*** Opening of RECORD EXTRACTS ***

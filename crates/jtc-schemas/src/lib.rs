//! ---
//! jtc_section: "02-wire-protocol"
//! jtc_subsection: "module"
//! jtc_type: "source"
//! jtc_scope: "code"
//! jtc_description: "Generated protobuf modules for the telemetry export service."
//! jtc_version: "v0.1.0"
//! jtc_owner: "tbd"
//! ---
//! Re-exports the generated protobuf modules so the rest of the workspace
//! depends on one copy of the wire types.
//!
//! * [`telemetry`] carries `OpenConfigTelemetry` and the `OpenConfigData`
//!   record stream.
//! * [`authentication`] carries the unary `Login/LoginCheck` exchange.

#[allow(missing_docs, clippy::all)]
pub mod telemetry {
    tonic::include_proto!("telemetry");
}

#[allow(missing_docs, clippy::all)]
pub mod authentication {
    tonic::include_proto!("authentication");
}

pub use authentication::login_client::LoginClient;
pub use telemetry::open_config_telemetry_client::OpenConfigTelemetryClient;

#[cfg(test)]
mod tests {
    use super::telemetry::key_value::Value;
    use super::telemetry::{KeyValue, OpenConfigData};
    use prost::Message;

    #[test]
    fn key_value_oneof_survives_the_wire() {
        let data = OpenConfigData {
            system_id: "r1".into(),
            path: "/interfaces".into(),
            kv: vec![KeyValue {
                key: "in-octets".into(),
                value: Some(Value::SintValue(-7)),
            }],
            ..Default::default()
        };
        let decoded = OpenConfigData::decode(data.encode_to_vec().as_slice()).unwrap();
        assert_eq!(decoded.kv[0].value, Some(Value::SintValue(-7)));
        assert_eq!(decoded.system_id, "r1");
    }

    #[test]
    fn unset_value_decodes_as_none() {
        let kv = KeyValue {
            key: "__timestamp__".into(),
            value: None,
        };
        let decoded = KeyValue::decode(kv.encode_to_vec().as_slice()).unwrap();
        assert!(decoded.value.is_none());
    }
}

*** Close of RECORD EXTRACTS ***
*** Opening of RECORD EXTRACTS ***

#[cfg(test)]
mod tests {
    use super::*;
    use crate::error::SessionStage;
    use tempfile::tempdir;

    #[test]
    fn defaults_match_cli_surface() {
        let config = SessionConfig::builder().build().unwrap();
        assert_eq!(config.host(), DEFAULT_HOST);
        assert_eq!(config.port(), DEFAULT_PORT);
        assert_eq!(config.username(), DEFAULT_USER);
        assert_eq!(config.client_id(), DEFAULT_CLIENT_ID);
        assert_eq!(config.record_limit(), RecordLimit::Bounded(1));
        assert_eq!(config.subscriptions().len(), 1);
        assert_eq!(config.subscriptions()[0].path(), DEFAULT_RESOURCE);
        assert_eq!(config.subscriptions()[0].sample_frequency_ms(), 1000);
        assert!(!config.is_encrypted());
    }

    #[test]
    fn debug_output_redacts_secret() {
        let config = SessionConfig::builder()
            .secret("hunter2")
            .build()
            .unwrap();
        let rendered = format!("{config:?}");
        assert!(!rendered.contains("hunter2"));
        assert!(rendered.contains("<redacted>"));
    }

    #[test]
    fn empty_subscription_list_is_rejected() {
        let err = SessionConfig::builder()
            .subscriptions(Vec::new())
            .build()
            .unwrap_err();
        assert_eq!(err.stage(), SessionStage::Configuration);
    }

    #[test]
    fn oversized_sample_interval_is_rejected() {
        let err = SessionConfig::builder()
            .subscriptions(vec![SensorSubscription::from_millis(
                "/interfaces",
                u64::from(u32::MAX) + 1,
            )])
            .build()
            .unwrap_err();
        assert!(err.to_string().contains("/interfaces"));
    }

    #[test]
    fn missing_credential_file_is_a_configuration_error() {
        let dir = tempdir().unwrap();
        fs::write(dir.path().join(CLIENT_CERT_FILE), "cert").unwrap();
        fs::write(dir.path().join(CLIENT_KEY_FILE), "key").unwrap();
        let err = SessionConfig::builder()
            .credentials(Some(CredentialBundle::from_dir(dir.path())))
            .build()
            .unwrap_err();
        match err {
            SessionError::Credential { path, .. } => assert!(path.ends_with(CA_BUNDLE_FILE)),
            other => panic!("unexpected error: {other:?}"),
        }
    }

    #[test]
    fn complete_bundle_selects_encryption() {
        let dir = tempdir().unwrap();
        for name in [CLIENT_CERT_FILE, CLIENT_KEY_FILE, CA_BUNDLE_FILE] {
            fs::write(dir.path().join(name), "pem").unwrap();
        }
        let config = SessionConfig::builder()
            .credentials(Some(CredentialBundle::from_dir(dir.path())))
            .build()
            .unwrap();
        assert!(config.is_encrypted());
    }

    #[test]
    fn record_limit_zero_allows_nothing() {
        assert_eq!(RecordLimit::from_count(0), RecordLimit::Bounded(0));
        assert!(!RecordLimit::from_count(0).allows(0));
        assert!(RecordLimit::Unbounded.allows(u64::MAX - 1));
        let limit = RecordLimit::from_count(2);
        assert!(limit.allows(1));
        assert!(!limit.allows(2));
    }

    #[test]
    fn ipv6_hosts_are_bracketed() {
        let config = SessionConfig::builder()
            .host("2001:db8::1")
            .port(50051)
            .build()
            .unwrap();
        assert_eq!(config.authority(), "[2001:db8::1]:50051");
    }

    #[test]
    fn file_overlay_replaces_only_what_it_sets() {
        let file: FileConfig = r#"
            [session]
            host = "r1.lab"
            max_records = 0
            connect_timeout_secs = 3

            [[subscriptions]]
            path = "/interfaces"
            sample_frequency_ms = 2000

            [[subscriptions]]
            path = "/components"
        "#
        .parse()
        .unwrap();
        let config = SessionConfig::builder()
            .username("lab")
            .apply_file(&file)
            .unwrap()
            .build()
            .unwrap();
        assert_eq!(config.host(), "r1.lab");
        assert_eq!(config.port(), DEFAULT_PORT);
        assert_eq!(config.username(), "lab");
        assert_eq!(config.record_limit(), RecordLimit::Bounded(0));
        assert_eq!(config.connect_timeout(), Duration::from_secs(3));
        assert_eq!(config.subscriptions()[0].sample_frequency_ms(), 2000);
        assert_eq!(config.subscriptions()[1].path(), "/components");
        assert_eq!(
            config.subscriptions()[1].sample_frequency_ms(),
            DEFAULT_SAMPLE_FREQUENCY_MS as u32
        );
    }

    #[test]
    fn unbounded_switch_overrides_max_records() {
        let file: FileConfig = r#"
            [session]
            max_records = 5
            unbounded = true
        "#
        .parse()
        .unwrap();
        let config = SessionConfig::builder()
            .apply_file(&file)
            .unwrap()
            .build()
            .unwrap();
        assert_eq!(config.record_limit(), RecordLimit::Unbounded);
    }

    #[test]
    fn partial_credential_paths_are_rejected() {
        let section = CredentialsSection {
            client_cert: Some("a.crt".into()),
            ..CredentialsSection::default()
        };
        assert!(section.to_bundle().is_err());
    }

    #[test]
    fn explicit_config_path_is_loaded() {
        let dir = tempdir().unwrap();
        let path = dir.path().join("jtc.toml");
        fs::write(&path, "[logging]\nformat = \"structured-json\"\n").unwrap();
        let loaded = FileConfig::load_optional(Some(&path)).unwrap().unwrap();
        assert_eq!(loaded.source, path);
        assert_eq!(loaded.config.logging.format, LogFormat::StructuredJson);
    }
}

*** Close of RECORD EXTRACTS ***
*** Opening of RECORD EXTRACTS ***

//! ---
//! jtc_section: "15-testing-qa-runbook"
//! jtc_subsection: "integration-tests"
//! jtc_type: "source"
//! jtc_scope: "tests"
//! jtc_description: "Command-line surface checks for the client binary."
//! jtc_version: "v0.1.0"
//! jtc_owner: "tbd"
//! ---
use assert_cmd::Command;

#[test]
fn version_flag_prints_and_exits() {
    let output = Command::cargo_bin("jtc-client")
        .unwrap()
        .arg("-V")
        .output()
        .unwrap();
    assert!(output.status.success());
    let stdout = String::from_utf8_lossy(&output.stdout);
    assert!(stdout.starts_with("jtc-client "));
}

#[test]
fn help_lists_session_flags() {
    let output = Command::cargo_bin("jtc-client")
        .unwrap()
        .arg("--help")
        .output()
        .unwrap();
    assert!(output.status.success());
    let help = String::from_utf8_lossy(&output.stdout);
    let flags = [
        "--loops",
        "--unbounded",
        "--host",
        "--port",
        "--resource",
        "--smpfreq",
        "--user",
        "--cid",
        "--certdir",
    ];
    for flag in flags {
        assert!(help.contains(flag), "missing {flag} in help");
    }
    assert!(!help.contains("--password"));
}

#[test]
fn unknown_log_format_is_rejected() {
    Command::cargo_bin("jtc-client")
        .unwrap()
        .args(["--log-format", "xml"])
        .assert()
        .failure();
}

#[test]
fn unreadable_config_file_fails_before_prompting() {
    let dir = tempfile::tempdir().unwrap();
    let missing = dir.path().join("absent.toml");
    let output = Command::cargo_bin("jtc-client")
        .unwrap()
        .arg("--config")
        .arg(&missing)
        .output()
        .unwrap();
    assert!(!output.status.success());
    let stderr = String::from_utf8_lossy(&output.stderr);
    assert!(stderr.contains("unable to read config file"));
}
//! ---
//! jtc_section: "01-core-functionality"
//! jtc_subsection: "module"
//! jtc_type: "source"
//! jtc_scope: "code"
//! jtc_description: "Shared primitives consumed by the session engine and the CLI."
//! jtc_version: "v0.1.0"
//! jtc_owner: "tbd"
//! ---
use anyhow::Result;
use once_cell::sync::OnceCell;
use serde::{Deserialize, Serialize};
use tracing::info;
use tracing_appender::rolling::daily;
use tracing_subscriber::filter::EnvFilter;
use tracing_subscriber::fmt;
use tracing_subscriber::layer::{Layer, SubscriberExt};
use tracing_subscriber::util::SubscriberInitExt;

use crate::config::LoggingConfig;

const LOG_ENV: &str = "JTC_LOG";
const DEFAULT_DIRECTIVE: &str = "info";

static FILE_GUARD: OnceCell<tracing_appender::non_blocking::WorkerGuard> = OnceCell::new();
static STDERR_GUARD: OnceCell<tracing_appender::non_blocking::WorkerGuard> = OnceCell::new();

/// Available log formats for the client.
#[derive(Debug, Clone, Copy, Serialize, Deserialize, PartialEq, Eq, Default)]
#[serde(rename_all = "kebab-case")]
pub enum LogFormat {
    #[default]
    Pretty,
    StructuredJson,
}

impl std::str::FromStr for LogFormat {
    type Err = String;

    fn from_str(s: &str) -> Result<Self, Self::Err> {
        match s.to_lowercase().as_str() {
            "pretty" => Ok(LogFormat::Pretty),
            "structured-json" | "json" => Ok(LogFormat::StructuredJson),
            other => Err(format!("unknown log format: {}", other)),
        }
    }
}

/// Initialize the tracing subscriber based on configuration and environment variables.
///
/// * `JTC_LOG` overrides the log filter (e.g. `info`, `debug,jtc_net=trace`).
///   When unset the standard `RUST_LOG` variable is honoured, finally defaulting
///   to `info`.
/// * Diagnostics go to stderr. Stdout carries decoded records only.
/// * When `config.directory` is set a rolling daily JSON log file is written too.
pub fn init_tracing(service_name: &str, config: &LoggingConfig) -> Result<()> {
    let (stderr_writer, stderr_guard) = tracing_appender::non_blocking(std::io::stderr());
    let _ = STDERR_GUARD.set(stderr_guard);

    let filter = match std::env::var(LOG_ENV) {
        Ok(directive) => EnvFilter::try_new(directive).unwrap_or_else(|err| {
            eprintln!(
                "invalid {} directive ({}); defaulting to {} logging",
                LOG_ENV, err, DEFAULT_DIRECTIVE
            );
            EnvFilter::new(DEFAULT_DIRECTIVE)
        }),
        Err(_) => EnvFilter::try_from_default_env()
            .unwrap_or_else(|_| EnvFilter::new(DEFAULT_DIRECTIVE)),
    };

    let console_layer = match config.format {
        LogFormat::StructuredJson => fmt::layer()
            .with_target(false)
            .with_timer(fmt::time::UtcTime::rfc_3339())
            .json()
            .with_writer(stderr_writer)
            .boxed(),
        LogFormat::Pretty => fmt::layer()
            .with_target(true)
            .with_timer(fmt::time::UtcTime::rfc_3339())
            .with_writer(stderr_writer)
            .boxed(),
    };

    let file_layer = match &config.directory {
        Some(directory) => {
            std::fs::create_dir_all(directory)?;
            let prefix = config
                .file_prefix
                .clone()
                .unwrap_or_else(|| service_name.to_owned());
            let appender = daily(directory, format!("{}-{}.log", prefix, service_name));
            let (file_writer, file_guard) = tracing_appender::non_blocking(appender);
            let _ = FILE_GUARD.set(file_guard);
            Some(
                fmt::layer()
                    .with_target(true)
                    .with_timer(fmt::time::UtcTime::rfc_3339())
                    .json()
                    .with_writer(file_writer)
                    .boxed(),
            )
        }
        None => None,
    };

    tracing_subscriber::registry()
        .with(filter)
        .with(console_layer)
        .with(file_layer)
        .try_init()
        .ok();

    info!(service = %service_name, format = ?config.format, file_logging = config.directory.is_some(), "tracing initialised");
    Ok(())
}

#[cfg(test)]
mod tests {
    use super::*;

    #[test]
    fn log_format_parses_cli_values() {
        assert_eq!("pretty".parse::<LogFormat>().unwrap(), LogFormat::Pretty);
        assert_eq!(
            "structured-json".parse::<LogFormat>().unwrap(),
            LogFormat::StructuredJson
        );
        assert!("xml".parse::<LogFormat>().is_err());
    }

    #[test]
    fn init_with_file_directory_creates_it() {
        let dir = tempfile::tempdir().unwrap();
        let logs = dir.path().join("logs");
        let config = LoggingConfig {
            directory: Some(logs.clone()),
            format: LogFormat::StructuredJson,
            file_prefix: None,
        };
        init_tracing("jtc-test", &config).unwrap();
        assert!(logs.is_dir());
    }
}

*** Close of RECORD EXTRACTS ***

### INSTRUCTIONS FOR THE TASK
Of the lines above, show those in which "Deserialize" appears.

### EXPECTED OUTPUT
use serde::{Deserialize, Serialize};
#[derive(Debug, Clone, Copy, Serialize, Deserialize, PartialEq, Eq, Default)]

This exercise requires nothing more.